» Task instructions:
Copy, exactly and without additions, every line in the records below from the one holding "카운터 전체를 하나의" through the one holding "pub fn seed(&self, users: Vec<User>)", both ends included.

Saved data entries:
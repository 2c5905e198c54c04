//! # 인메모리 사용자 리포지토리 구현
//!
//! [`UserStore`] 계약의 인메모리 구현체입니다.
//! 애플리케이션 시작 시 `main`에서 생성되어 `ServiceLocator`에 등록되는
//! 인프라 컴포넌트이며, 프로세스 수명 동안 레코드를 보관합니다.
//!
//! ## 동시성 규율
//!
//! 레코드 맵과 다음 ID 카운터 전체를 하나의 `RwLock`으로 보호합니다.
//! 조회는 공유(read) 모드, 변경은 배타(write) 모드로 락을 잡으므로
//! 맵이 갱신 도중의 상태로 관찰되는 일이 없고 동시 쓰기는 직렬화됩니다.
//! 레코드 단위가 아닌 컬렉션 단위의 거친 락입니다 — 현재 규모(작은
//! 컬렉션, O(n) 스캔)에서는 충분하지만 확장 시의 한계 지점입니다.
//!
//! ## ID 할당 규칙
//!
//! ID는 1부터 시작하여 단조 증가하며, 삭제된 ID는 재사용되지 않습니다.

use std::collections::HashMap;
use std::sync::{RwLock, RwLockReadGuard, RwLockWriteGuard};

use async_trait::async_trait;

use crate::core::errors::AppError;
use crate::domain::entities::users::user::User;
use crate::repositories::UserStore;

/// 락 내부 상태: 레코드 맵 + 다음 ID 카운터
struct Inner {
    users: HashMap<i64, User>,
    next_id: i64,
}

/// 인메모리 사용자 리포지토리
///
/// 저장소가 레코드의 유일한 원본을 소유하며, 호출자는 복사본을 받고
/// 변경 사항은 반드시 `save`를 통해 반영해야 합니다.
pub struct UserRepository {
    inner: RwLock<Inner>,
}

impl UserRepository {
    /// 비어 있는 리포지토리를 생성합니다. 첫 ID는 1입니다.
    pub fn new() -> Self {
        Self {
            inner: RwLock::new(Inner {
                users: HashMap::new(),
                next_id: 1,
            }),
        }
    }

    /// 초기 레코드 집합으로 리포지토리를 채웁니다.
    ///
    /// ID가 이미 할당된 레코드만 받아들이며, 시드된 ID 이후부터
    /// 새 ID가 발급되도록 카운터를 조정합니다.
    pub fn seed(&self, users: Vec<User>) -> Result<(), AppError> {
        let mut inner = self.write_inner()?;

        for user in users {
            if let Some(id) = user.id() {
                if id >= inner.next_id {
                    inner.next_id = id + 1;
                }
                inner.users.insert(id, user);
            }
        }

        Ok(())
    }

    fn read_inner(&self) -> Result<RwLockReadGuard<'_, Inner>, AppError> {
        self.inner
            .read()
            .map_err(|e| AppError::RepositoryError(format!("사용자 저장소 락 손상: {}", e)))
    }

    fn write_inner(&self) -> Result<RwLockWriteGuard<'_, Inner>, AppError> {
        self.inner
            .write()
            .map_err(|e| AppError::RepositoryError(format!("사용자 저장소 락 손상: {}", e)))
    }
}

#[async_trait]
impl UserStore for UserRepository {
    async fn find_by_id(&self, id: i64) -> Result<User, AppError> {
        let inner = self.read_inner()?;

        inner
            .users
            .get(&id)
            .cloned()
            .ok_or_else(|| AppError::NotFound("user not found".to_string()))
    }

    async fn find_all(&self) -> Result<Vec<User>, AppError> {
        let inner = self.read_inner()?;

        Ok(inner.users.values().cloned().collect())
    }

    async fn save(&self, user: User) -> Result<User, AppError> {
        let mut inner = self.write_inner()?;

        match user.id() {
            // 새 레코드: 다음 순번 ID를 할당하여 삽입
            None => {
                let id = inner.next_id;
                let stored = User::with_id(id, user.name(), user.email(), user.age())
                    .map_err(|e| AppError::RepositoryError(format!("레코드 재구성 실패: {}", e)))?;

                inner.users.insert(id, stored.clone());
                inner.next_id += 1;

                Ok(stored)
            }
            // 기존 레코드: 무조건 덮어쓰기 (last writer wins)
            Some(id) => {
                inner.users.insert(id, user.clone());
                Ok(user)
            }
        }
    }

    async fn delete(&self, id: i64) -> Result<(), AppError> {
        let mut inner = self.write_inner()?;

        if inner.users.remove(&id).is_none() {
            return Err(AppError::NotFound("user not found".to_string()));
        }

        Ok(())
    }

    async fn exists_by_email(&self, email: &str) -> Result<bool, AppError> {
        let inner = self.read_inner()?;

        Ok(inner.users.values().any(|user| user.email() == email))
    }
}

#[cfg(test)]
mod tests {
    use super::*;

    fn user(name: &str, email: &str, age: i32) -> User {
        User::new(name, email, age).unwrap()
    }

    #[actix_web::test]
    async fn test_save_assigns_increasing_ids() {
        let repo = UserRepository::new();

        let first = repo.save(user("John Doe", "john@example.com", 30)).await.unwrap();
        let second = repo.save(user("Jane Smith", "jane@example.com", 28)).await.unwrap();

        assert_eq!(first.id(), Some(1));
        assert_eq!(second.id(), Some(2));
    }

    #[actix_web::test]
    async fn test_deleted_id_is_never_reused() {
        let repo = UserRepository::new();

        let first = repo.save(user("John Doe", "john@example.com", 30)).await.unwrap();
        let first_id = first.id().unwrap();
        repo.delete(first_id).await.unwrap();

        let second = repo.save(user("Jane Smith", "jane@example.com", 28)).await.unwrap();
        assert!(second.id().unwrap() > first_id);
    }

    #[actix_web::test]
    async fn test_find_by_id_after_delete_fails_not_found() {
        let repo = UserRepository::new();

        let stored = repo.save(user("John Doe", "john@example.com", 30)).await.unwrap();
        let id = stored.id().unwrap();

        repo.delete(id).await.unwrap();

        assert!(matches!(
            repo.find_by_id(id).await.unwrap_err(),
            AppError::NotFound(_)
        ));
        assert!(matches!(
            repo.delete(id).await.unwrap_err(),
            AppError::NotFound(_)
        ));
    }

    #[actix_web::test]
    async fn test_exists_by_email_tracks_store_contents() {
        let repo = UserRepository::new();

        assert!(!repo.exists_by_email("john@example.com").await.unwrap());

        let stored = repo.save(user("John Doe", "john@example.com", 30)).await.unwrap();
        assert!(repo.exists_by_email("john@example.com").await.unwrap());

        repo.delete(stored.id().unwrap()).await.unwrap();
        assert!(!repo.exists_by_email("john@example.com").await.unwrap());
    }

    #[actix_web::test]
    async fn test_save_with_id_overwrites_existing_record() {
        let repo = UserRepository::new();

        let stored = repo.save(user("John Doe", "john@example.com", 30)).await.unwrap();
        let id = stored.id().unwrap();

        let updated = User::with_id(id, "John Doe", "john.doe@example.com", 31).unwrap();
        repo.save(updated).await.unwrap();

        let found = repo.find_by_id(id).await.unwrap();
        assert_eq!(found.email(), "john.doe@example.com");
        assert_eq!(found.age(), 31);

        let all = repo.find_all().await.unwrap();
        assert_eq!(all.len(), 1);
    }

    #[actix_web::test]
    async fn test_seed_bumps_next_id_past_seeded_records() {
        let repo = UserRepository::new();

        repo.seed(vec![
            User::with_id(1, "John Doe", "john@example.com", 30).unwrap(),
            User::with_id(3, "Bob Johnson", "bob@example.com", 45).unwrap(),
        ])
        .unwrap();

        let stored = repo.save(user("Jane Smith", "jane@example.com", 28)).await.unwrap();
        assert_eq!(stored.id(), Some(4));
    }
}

» Result:
//! 레코드 맵과 다음 ID 카운터 전체를 하나의 `RwLock`으로 보호합니다.
//! 조회는 공유(read) 모드, 변경은 배타(write) 모드로 락을 잡으므로
//! 맵이 갱신 도중의 상태로 관찰되는 일이 없고 동시 쓰기는 직렬화됩니다.
//! 레코드 단위가 아닌 컬렉션 단위의 거친 락입니다 — 현재 규모(작은
//! 컬렉션, O(n) 스캔)에서는 충분하지만 확장 시의 한계 지점입니다.
//!
//! ## ID 할당 규칙
//!
//! ID는 1부터 시작하여 단조 증가하며, 삭제된 ID는 재사용되지 않습니다.

use std::collections::HashMap;
use std::sync::{RwLock, RwLockReadGuard, RwLockWriteGuard};

use async_trait::async_trait;

use crate::core::errors::AppError;
use crate::domain::entities::users::user::User;
use crate::repositories::UserStore;

/// 락 내부 상태: 레코드 맵 + 다음 ID 카운터
struct Inner {
    users: HashMap<i64, User>,
    next_id: i64,
}

/// 인메모리 사용자 리포지토리
///
/// 저장소가 레코드의 유일한 원본을 소유하며, 호출자는 복사본을 받고
/// 변경 사항은 반드시 `save`를 통해 반영해야 합니다.
pub struct UserRepository {
    inner: RwLock<Inner>,
}

impl UserRepository {
    /// 비어 있는 리포지토리를 생성합니다. 첫 ID는 1입니다.
    pub fn new() -> Self {
        Self {
            inner: RwLock::new(Inner {
                users: HashMap::new(),
                next_id: 1,
            }),
        }
    }

    /// 초기 레코드 집합으로 리포지토리를 채웁니다.
    ///
    /// ID가 이미 할당된 레코드만 받아들이며, 시드된 ID 이후부터
    /// 새 ID가 발급되도록 카운터를 조정합니다.
    pub fn seed(&self, users: Vec<User>) -> Result<(), AppError> {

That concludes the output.